Osterbrot 2026: So gelingt ein fluffiger und duftender Hefekranz nach Familienrezept.

Osterbrot 2026: So gelingt ein fluffiger und duftender Hefekranz nach Familienrezept
Osterbrot 2026: So gelingt ein fluffiger und duftender Hefekranz nach Familienrezept

Ostern 2026: Brauchtum und Backkunst

Nach Angaben von Novyny.live: Bald ist Ostern 2026 – und damit rücken die traditionellen Rezepte für ukrainisches Osterbrot wieder in den Fokus. Ein besonders bewährtes Familienrezept, das seit Generationen weitergegeben wird, wurde kürzlich auf dem Portal Smakuiemo veröffentlicht. Es verspricht einen besonders luftigen und aromatischen Hefekranz, der auf jeder festlichen Tafel zur Hauptattraktion wird.
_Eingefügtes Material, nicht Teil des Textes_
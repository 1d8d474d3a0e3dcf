//! Data ingestion layer for frisk-stats.
//!
//! Responsible for discovering and parsing stop-and-frisk CSV exports into a
//! [`frisk_core::Dataset`], and for bundling the per-year queries into
//! reports.

pub mod reader;
pub mod report;
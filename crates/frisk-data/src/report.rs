//! Per-year report assembly.
//!
//! Runs every year-scoped query against a [`Dataset`] and collects the
//! results into a serializable [`YearReport`].

use frisk_core::queries::{BoroughCounts, FriskArrestRates, GenderBiasTable};
use frisk_core::{Borough, Dataset};
use serde::Serialize;

// ── Public types ──────────────────────────────────────────────────────────────

/// All year-scoped statistics for one year.
#[derive(Debug, Clone, PartialEq, Serialize)]
pub struct YearReport {
    pub year: i32,
    /// Number of stops recorded for the year.
    pub records: usize,
    pub rates: FriskArrestRates,
    pub gender_bias: GenderBiasTable,
    pub borough_counts: BoroughCounts,
    /// `None` when no stop named a tracked borough.
    pub most_common_borough: Option<Borough>,
}

/// Year-over-year change in the share of stops matching a description.
#[derive(Debug, Clone, PartialEq, Serialize)]
pub struct CrimeTrend {
    pub description: String,
    pub from_year: i32,
    pub to_year: i32,
    pub from_percent: f64,
    pub to_percent: f64,
    /// `to_percent - from_percent`, in percentage points.
    pub change: f64,
}

// ── Public functions ──────────────────────────────────────────────────────────

/// Build the report for a single year. Unknown years produce an empty
/// report with undefined percentages.
pub fn build_year_report(dataset: &Dataset, year: i32) -> YearReport {
    YearReport {
        year,
        records: dataset.records_for_year(year).len(),
        rates: dataset.frisked_vs_arrested(year),
        gender_bias: dataset.gender_bias(year),
        borough_counts: dataset.borough_counts(year),
        most_common_borough: dataset.most_common_borough(year),
    }
}

/// Build one report per year present in `dataset`, in ascending year order.
pub fn build_reports(dataset: &Dataset) -> Vec<YearReport> {
    let mut years = dataset.years();
    years.sort_unstable();
    years
        .into_iter()
        .map(|year| build_year_report(dataset, year))
        .collect()
}

/// Compare the share of stops matching `description` between two years.
pub fn crime_trend(
    dataset: &Dataset,
    description: &str,
    from_year: i32,
    to_year: i32,
) -> CrimeTrend {
    CrimeTrend {
        description: description.to_string(),
        from_year,
        to_year,
        from_percent: dataset.description_share(from_year, description),
        to_percent: dataset.description_share(to_year, description),
        change: dataset.crime_increase(description, from_year, to_year),
    }
}

// ── Tests ─────────────────────────────────────────────────────────────────────
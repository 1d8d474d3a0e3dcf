//! Core data model and query layer for stop-and-frisk statistics.
//!
//! Holds the immutable [`models::Record`], the year-bucketed
//! [`dataset::Dataset`] and the aggregate queries implemented on it, along
//! with the shared error type, CLI settings and output formatting.

pub mod calculations;
pub mod dataset;
pub mod error;
pub mod formatting;
pub mod models;
pub mod queries;
pub mod settings;

pub use dataset::{Dataset, YearBucket};
pub use error::{FriskError, Result};
pub use models::{Borough, Record};
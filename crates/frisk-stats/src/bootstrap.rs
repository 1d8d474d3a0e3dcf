use std::fs::OpenOptions;
use std::path::PathBuf;
use std::sync::Mutex;

use tracing_subscriber::{fmt, prelude::*, EnvFilter};

// ── Logging bootstrap ──────────────────────────────────────────────────────────

/// Map a Python-style level name (`"WARNING"`, `"CRITICAL"`, ...) to a
/// tracing filter directive. Unknown names pass through lowercased.
pub fn level_directive(log_level: &str) -> String {
    match log_level.to_uppercase().as_str() {
        "DEBUG" => "debug".to_string(),
        "INFO" => "info".to_string(),
        "WARNING" => "warn".to_string(),
        "ERROR" | "CRITICAL" => "error".to_string(),
        _ => log_level.to_lowercase(),
    }
}

/// Initialise the global `tracing` subscriber.
///
/// Output goes to stderr, or is appended to `log_file` when one is given
/// (its parent directory is created if needed). Falls back to `"warn"` if
/// the level string does not parse as a filter.
pub fn setup_logging(log_level: &str, log_file: Option<&PathBuf>) -> anyhow::Result<()> {
    let filter =
        EnvFilter::try_new(level_directive(log_level)).unwrap_or_else(|_| EnvFilter::new("warn"));

    let file_layer = match log_file {
        Some(path) => {
            if let Some(parent) = path.parent() {
                std::fs::create_dir_all(parent)?;
            }
            let file = OpenOptions::new().create(true).append(true).open(path)?;
            Some(
                fmt::layer()
                    .with_target(false)
                    .with_ansi(false)
                    .with_writer(Mutex::new(file)),
            )
        }
        None => None,
    };

    let stderr_layer = if file_layer.is_none() {
        Some(
            fmt::layer()
                .with_target(false)
                .with_thread_ids(false)
                .with_writer(std::io::stderr),
        )
    } else {
        None
    };

    tracing_subscriber::registry()
        .with(filter)
        .with(file_layer)
        .with(stderr_layer)
        .init();

    Ok(())
}

// ── Tests ──────────────────────────────────────────────────────────────────────

#[cfg(test)]
mod tests {
    use super::*;

    #[test]
    fn test_level_directive_python_names() {
        assert_eq!(level_directive("DEBUG"), "debug");
        assert_eq!(level_directive("INFO"), "info");
        assert_eq!(level_directive("WARNING"), "warn");
        assert_eq!(level_directive("ERROR"), "error");
        assert_eq!(level_directive("CRITICAL"), "error");
    }

    #[test]
    fn test_level_directive_case_insensitive() {
        assert_eq!(level_directive("warning"), "warn");
        assert_eq!(level_directive("Debug"), "debug");
    }

    #[test]
    fn test_level_directive_passthrough() {
        assert_eq!(level_directive("frisk_data=trace"), "frisk_data=trace");
    }
}
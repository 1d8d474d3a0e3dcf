use clap::{Parser, Subcommand};
use std::path::{Path, PathBuf};

use crate::error::{FriskError, Result};

// ── Settings (CLI) ─────────────────────────────────────────────────────────────

/// Aggregate statistics over NYPD stop-and-frisk records
#[derive(Parser, Debug, Clone)]
#[command(
    name = "frisk-stats",
    about = "Aggregate statistics over NYPD stop-and-frisk records",
    version
)]
pub struct Settings {
    /// CSV file, or directory searched recursively for CSV files
    #[arg(long, short = 'd', env = "FRISK_DATA", global = true)]
    pub data: Option<PathBuf>,

    /// Output format
    #[arg(long, default_value = "text", value_parser = ["text", "json"], global = true)]
    pub format: String,

    /// Skip malformed data lines instead of aborting
    #[arg(long, global = true)]
    pub skip_malformed: bool,

    /// Logging level
    #[arg(
        long,
        default_value = "WARNING",
        value_parser = ["DEBUG", "INFO", "WARNING", "ERROR", "CRITICAL"],
        global = true
    )]
    pub log_level: String,

    /// Log file path
    #[arg(long, global = true)]
    pub log_file: Option<PathBuf>,

    /// Enable debug logging
    #[arg(long, global = true)]
    pub debug: bool,

    #[command(subcommand)]
    pub query: Query,
}

/// The question to ask of the loaded data.
#[derive(Subcommand, Debug, Clone, PartialEq, Eq)]
pub enum Query {
    /// List the years present in the data with their record counts
    Years,

    /// List the stops of one race in one year
    Population {
        #[arg(long, allow_negative_numbers = true)]
        year: i32,
        /// Race code, matched exactly (e.g. B, W)
        #[arg(long)]
        race: String,
    },

    /// Percent of stops that were frisked and that ended in arrest
    Rates {
        #[arg(long, allow_negative_numbers = true)]
        year: i32,
    },

    /// Female/male split of Black and White stops
    GenderBias {
        #[arg(long, allow_negative_numbers = true)]
        year: i32,
    },

    /// Change in the share of stops matching a description between two years
    CrimeIncrease {
        /// Text searched for inside each case description (case-sensitive)
        #[arg(long)]
        description: String,
        /// Earlier year
        #[arg(long, allow_negative_numbers = true)]
        from: i32,
        /// Later year
        #[arg(long, allow_negative_numbers = true)]
        to: i32,
    },

    /// Borough with the most stops
    Borough {
        #[arg(long, allow_negative_numbers = true)]
        year: i32,
    },

    /// Every per-year statistic, for one year or all of them
    Report {
        #[arg(long, allow_negative_numbers = true)]
        year: Option<i32>,
    },
}

// ── Settings impl ──────────────────────────────────────────────────────────────

impl Settings {
    /// Parse the process arguments and resolve derived values.
    pub fn load() -> Self {
        Self::load_from_args(std::env::args_os())
    }

    /// Same as [`Settings::load`] but accepts an explicit argument list,
    /// enabling unit-testing without spawning subprocesses.
    pub fn load_from_args<I, T>(args: I) -> Self
    where
        I: IntoIterator<Item = T>,
        T: Into<std::ffi::OsString> + Clone,
    {
        Self::resolve(Settings::parse_from(args))
    }

    /// Apply the `--debug` flag.
    fn resolve(mut settings: Settings) -> Settings {
        if settings.debug {
            settings.log_level = "DEBUG".to_string();
        }
        settings
    }

    /// The configured data path.
    pub fn data_path(&self) -> Result<&Path> {
        self.data.as_deref().ok_or_else(|| {
            FriskError::Config("no data path given; pass --data or set FRISK_DATA".to_string())
        })
    }

    pub fn is_json(&self) -> bool {
        self.format == "json"
    }
}

// ── Tests ──────────────────────────────────────────────────────────────────────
Zutaten und Zubereitungsschritte

Für den Teig werden folgende Zutaten benötigt:

  • 45 ml Wasser
  • 1 Esslöffel Mehl
  • 1 Esslöffel Zucker
  • 16 g Trockenhefe
  • 550 g Mehl
  • 450 ml Milch
  • 1 Schale einer Orange
  • 1 Schale einer Zitrone
  • 3 Eier
  • 8 Eigelb
  • 140 g Zucker
  • eine Prise Salz
  • 1 Teelöffel Vanilleextrakt
  • 100 g Butter
  • 100 ml Öl
  • 30 ml süßer Alkohol
  • 1 kg Mehl
  • 1 Ei
  • 1 Esslöffel Wasser

Diese Kombination sorgt für ein intensives Aroma und eine besonders lockere Krume.
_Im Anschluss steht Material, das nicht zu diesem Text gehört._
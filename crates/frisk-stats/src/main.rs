mod bootstrap;
mod render;

use anyhow::{Context, Result};
use frisk_core::settings::{Query, Settings};
use frisk_core::Dataset;
use frisk_data::reader::{load_dataset, LoadOptions};
use frisk_data::report;

fn main() -> Result<()> {
    let settings = Settings::load();

    bootstrap::setup_logging(&settings.log_level, settings.log_file.as_ref())?;

    tracing::info!("frisk-stats v{} starting", env!("CARGO_PKG_VERSION"));

    let data_path = settings.data_path()?;
    let options = LoadOptions {
        skip_malformed: settings.skip_malformed,
    };
    let (dataset, stats) = load_dataset(data_path, options)
        .with_context(|| format!("Failed to load {}", data_path.display()))?;

    tracing::info!(
        "Loaded {} records from {} files ({} years)",
        stats.records_loaded,
        stats.files,
        dataset.years().len()
    );
    if stats.lines_skipped > 0 {
        tracing::warn!("Skipped {} malformed lines", stats.lines_skipped);
    }

    println!("{}", run_query(&settings, &dataset)?);

    Ok(())
}

/// Answer the configured query against `dataset`, rendered as text or JSON.
fn run_query(settings: &Settings, dataset: &Dataset) -> Result<String> {
    let json = settings.is_json();

    let output = match &settings.query {
        Query::Years => {
            let summaries = render::year_summaries(dataset);
            if json {
                render::json(&summaries)?
            } else {
                render::years(&summaries)
            }
        }

        Query::Population { year, race } => {
            let records = dataset.population_stopped(*year, race);
            let population = render::Population {
                year: *year,
                race,
                count: records.len(),
                records,
            };
            if json {
                render::json(&population)?
            } else {
                render::population(&population)
            }
        }

        Query::Rates { year } => {
            let rates = dataset.frisked_vs_arrested(*year);
            if json {
                render::json(&rates)?
            } else {
                render::rates(*year, &rates)
            }
        }

        Query::GenderBias { year } => {
            let table = dataset.gender_bias(*year);
            if json {
                render::json(&table)?
            } else {
                render::gender_bias(*year, &table)
            }
        }

        Query::CrimeIncrease {
            description,
            from,
            to,
        } => {
            if from > to {
                tracing::warn!(
                    "--from {} is later than --to {}; the change is reported as given",
                    from,
                    to
                );
            }
            let trend = report::crime_trend(dataset, description, *from, *to);
            if json {
                render::json(&trend)?
            } else {
                render::crime_trend(&trend)
            }
        }

        Query::Borough { year } => {
            let counts = dataset.borough_counts(*year);
            let leader = dataset.most_common_borough(*year);
            if json {
                render::json(&serde_json::json!({
                    "year": year,
                    "most_common_borough": leader,
                    "counts": counts,
                }))?
            } else {
                render::borough(*year, &counts, leader)
            }
        }

        Query::Report { year } => {
            let reports = match year {
                Some(year) => vec![report::build_year_report(dataset, *year)],
                None => report::build_reports(dataset),
            };
            if json {
                render::json(&reports)?
            } else {
                reports
                    .iter()
                    .map(render::report)
                    .collect::<Vec<_>>()
                    .join("\n\n")
            }
        }
    };

    Ok(output)
}

// ── Tests ──────────────────────────────────────────────────────────────────────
Die Zubereitung erfolgt in mehreren Schritten: Zunächst werden alle Zutaten vermischt, danach lässt man den Teig gehen. Anschließend wird ein geflochtener Kranz geformt, mit Ei bestrichen und gebacken. Der Backvorgang dauert bei 180 °C zwischen 50 und 70 Minuten – so wird das Ergebnis perfekt.
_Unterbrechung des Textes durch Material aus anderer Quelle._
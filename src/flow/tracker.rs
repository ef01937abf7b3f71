//! Capture-level frame partitioning

use serde::{Deserialize, Serialize};
use std::collections::HashMap;
use tracing::{debug, info};

use super::conversation::{Conversation, ConversationId};
use super::state::{FlowState, Placement};
use crate::config::AnalysisConfig;
use crate::types::{EndpointPair, Frame, HostPair};

/// Result of tracking a whole capture.
#[derive(Debug, Clone, Default, Serialize, Deserialize)]
pub struct TrackedCapture {
    /// Conversations in creation order
    pub conversations: Vec<Conversation>,
    /// Frames that joined no conversation, in capture order
    pub ignored: Vec<Frame>,
}

impl TrackedCapture {
    pub fn conversation(&self, id: ConversationId) -> Option<&Conversation> {
        self.conversations.get(id.0)
    }

    pub fn frame_count(&self) -> usize {
        self.ignored.len() + self.conversations.iter().map(Conversation::len).sum::<usize>()
    }
}

/// Partitions frames into conversations, one [`FlowState`] per endpoint pair.
///
/// Frames must be appended in capture order; message-id expiry is driven by frame
/// timestamps only.
#[derive(Debug)]
pub struct FlowTracker {
    flows: HashMap<EndpointPair, FlowState>,
    conversations: Vec<Conversation>,
    max_timeout: f64,
    link_conversations: bool,
}

impl FlowTracker {
    pub fn new(config: &AnalysisConfig) -> Self {
        Self {
            flows: HashMap::new(),
            conversations: Vec::new(),
            max_timeout: config.max_timeout(),
            link_conversations: config.link_conversations,
        }
    }

    /// Tracker with default settings and a custom message-id lifetime.
    pub fn with_max_timeout(max_timeout: f64) -> Self {
        Self { max_timeout, ..Self::new(&AnalysisConfig::default()) }
    }

    pub fn max_timeout(&self) -> f64 {
        self.max_timeout
    }

    pub fn append(&mut self, frame: Frame) -> Placement {
        let state = self.flows.entry(frame.pair()).or_default();
        state.append(frame, &mut self.conversations, self.max_timeout)
    }

    pub fn conversations(&self) -> &[Conversation] {
        &self.conversations
    }

    pub fn flow_count(&self) -> usize {
        self.flows.len()
    }

    pub fn finish(self) -> TrackedCapture {
        let mut conversations = self.conversations;
        if self.link_conversations {
            link(&mut conversations);
        }

        let mut ignored: Vec<Frame> =
            self.flows.into_values().flat_map(FlowState::into_ignored).collect();
        ignored.sort_by_key(|frame| frame.id);

        info!(
            conversations = conversations.len(),
            ignored = ignored.len(),
            "Capture tracked"
        );
        TrackedCapture { conversations, ignored }
    }
}

// Each conversation points at the next one opened between the same two hosts.
fn link(conversations: &mut [Conversation]) {
    let mut last: HashMap<HostPair, ConversationId> = HashMap::new();
    for index in 0..conversations.len() {
        let hosts = conversations[index].hosts();
        let id = conversations[index].id;
        if let Some(previous) = last.insert(hosts, id) {
            debug!(from = previous.0, to = id.0, %hosts, "Linking conversations");
            conversations[previous.0].next = Some(id);
        }
    }
}

/// Track a whole capture in one call.
pub fn track<I>(frames: I, config: &AnalysisConfig) -> TrackedCapture
where
    I: IntoIterator<Item = Frame>,
{
    let mut tracker = FlowTracker::new(config);
    for frame in frames {
        tracker.append(frame);
    }
    tracker.finish()
}
//! Script-facing cursor over one conversation

use std::collections::BTreeSet;
use std::fmt::Write as _;
use std::net::SocketAddr;
use tracing::{debug, trace};

use super::template::Template;
use super::verdict::{Transition, Verdict, VerdictState};
use crate::AnalysisError;
use crate::codec::CoapMessage;
use crate::flow::{Conversation, ConversationId};
use crate::types::{Frame, FrameId};

/// Early exit from a check script.
#[derive(Debug, Clone, PartialEq, Eq)]
pub enum Abort {
    /// Further checks are pointless; the verdict recorded so far stands
    Halt,
    /// The script itself is broken; the verdict becomes `Error`
    Fault(String),
}

impl From<AnalysisError> for Abort {
    fn from(error: AnalysisError) -> Self {
        Abort::Fault(error.to_string())
    }
}

/// Result type of check script steps.
pub type CheckResult<T = ()> = std::result::Result<T, Abort>;

/// Expected sender of a frame.
#[derive(Debug, Clone, Copy, PartialEq, Eq)]
pub enum Sender {
    Client,
    Server,
    Any,
}

/// Cursor handed to [`TestCase::run`](super::TestCase::run).
///
/// Starts on the first frame of the conversation; scripts walk forward with
/// [`advance`](Self::advance) and compare each frame with [`match_frame`](Self::match_frame).
pub struct Checker<'a> {
    conversations: &'a [Conversation],
    current: usize,
    position: usize,
    state: VerdictState,
    forced: bool,
    reverse_proxy: bool,
    implicated: BTreeSet<FrameId>,
    log: String,
}

impl<'a> Checker<'a> {
    /// Cursor on conversation `start` of `conversations`, or `None` if it does not exist.
    pub fn new(
        conversations: &'a [Conversation],
        start: ConversationId,
        forced: bool,
        reverse_proxy: bool,
    ) -> Option<Self> {
        conversations.get(start.0)?;
        Some(Self {
            conversations,
            current: start.0,
            position: 0,
            state: VerdictState::None,
            forced,
            reverse_proxy,
            implicated: BTreeSet::new(),
            log: String::new(),
        })
    }

    pub fn conversation(&self) -> &'a Conversation {
        &self.conversations[self.current]
    }

    /// Current frame, `None` once the conversation is exhausted.
    pub fn frame(&self) -> Option<&'a Frame> {
        self.conversation().frames.get(self.position)
    }

    pub fn message(&self) -> Option<&'a CoapMessage> {
        self.frame().and_then(|frame| frame.message.as_ref())
    }

    pub fn client(&self) -> SocketAddr {
        self.conversation().client
    }

    pub fn server(&self) -> SocketAddr {
        self.conversation().server
    }

    pub fn verdict(&self) -> Verdict {
        self.state.verdict()
    }

    pub fn state(&self) -> VerdictState {
        self.state
    }

    pub fn is_forced(&self) -> bool {
        self.forced
    }

    pub fn implicated(&self) -> impl Iterator<Item = FrameId> + '_ {
        self.implicated.iter().copied()
    }

    pub fn log_text(&self) -> &str {
        &self.log
    }

    /// Append a line to the run log.
    pub fn log(&mut self, message: impl AsRef<str>) {
        let message = message.as_ref();
        trace!(conversation = self.current, "{}", message);
        self.log.push_str(message);
        self.log.push('\n');
    }

    /// Escalate the verdict. Halts a non-forced run on its first inconclusive escalation.
    pub fn set_verdict(&mut self, verdict: Verdict, message: impl AsRef<str>) -> CheckResult {
        let message = message.as_ref();
        match self.state.apply(verdict, self.forced) {
            Transition::Stay => {
                self.log(format!("{}: {}", verdict, message));
                Ok(())
            }
            Transition::Escalate(verdict) => {
                debug!(conversation = self.current, %verdict, "Verdict escalated");
                self.log(format!("{}: {}", verdict, message));
                Ok(())
            }
            Transition::Halt => {
                debug!(conversation = self.current, "Test case does not apply");
                self.log(format!("not applicable: {}", message));
                Err(Abort::Halt)
            }
        }
    }

    /// Compare the current frame against `template`.
    ///
    /// A mismatch (wrong sender, undecoded frame, failed template or no current frame)
    /// implicates the frame and escalates to `verdict`; a match escalates to `Pass`.
    /// With `verdict == None` the call is a silent probe that changes nothing.
    pub fn match_frame(
        &mut self,
        sender: Sender,
        template: &dyn Template,
        verdict: Option<Verdict>,
    ) -> CheckResult<bool> {
        let Some(frame) = self.frame() else {
            if let Some(verdict) = verdict {
                self.set_verdict(verdict, "expected a frame, conversation is exhausted")?;
            }
            return Ok(false);
        };

        let mut problems = Vec::new();
        if !self.sent_by(frame, sender) {
            problems.push(format!("{} is not the expected {:?} endpoint", frame.source, sender));
        }
        match &frame.message {
            Some(message) => problems
                .extend(template.matches(message).mismatches().iter().map(ToString::to_string)),
            None => problems.push("frame has no decoded message".to_string()),
        }

        let Some(verdict) = verdict else {
            return Ok(problems.is_empty());
        };

        if problems.is_empty() {
            self.set_verdict(Verdict::Pass, format!("{} matches", frame.id))?;
            return Ok(true);
        }

        self.implicated.insert(frame.id);
        let mut message = format!("{} does not match", frame.id);
        for problem in &problems {
            let _ = write!(message, "\n    {}", problem);
        }
        self.set_verdict(verdict, message)?;
        Ok(false)
    }

    fn sent_by(&self, frame: &Frame, sender: Sender) -> bool {
        match sender {
            Sender::Any => true,
            Sender::Client => frame.source == self.client(),
            Sender::Server if self.reverse_proxy => frame.source.ip() == self.server().ip(),
            Sender::Server => frame.source == self.server(),
        }
    }

    /// Move to the next frame; a premature end is inconclusive and halts the run.
    pub fn advance(&mut self) -> CheckResult {
        if self.advance_optional() {
            return Ok(());
        }
        self.set_verdict(Verdict::Inconclusive, "premature end of conversation")?;
        Err(Abort::Halt)
    }

    /// Move to the next frame if there is one.
    pub fn advance_optional(&mut self) -> bool {
        let len = self.conversation().len();
        if self.position < len {
            self.position += 1;
        }
        self.position < len
    }

    /// Like [`advance`](Self::advance), then skip empty acknowledgements.
    pub fn advance_skip_empty_ack(&mut self) -> CheckResult {
        self.advance()?;
        while self.message().is_some_and(CoapMessage::is_empty_ack) {
            self.advance()?;
        }
        Ok(())
    }

    /// Log `reason` and build the abort signal: `return Err(checker.halt("..."))`.
    pub fn halt(&mut self, reason: impl AsRef<str>) -> Abort {
        self.log(format!("halt: {}", reason.as_ref()));
        Abort::Halt
    }

    /// Continue on the next conversation between the same hosts.
    pub fn chain(&mut self) -> CheckResult {
        match self.conversation().next {
            Some(next) if next.0 < self.conversations.len() => {
                self.log(format!("chaining into {}", next));
                self.current = next.0;
                self.position = 0;
                Ok(())
            }
            _ => {
                self.set_verdict(Verdict::Inconclusive, "no following conversation to chain into")?;
                Err(Abort::Halt)
            }
        }
    }

    /// Record a script fault; the verdict becomes `Error` whatever it was.
    pub(crate) fn fault(&mut self, description: &str) {
        self.log(format!("error: {}", description));
        self.state = VerdictState::Error;
    }
}
//! CoAP wire codec (cross-platform, allocation-light)
//!
//! - [`option`] encodes and decodes delta-compressed option chains
//! - [`message`] handles the fixed header and exposes message-level accessors
//! - [`number`] is the option registry with opaque fallback for unknown numbers

pub mod message;
pub mod number;
pub mod option;

pub use message::{Code, CoapMessage, MessageType};
pub use number::{BlockValue, OptionFormat, OptionKind};
pub use option::{CoapOption, OptionList, decode_options, encode_options};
Neben dem klassischen Osterbrot gibt es für Ostern 2026 auch viele andere Varianten: etwa das „Goldene Osterbrot“, das „Königliche Osterbrot“ oder ein Rezept nach der 100 Jahre alten Überlieferung von Olga Franko. Diese Alternativen laden dazu ein, den persönlichen Favoriten zu entdecken und Abwechslung auf den Ostertisch zu bringen.

In der Ukraine wird Ostern von zahlreichen Traditionen und kulinarischen Bräuchen begleitet – das Backen des Osterbrotes steht dabei im Mittelpunkt. Dieses Rezept bewahrt nicht nur das kulinarische Erbe, sondern motiviert auch jüngere Generationen, an den Festvorbereitungen teilzunehmen. Die Vielfalt der Rezepte für die Osterzeit erlaubt es, alte Bräuche zu pflegen und gleichzeitig neue Akzente zu setzen – ein Ausdruck der kulturellen Vielfalt der ukrainischen Küche.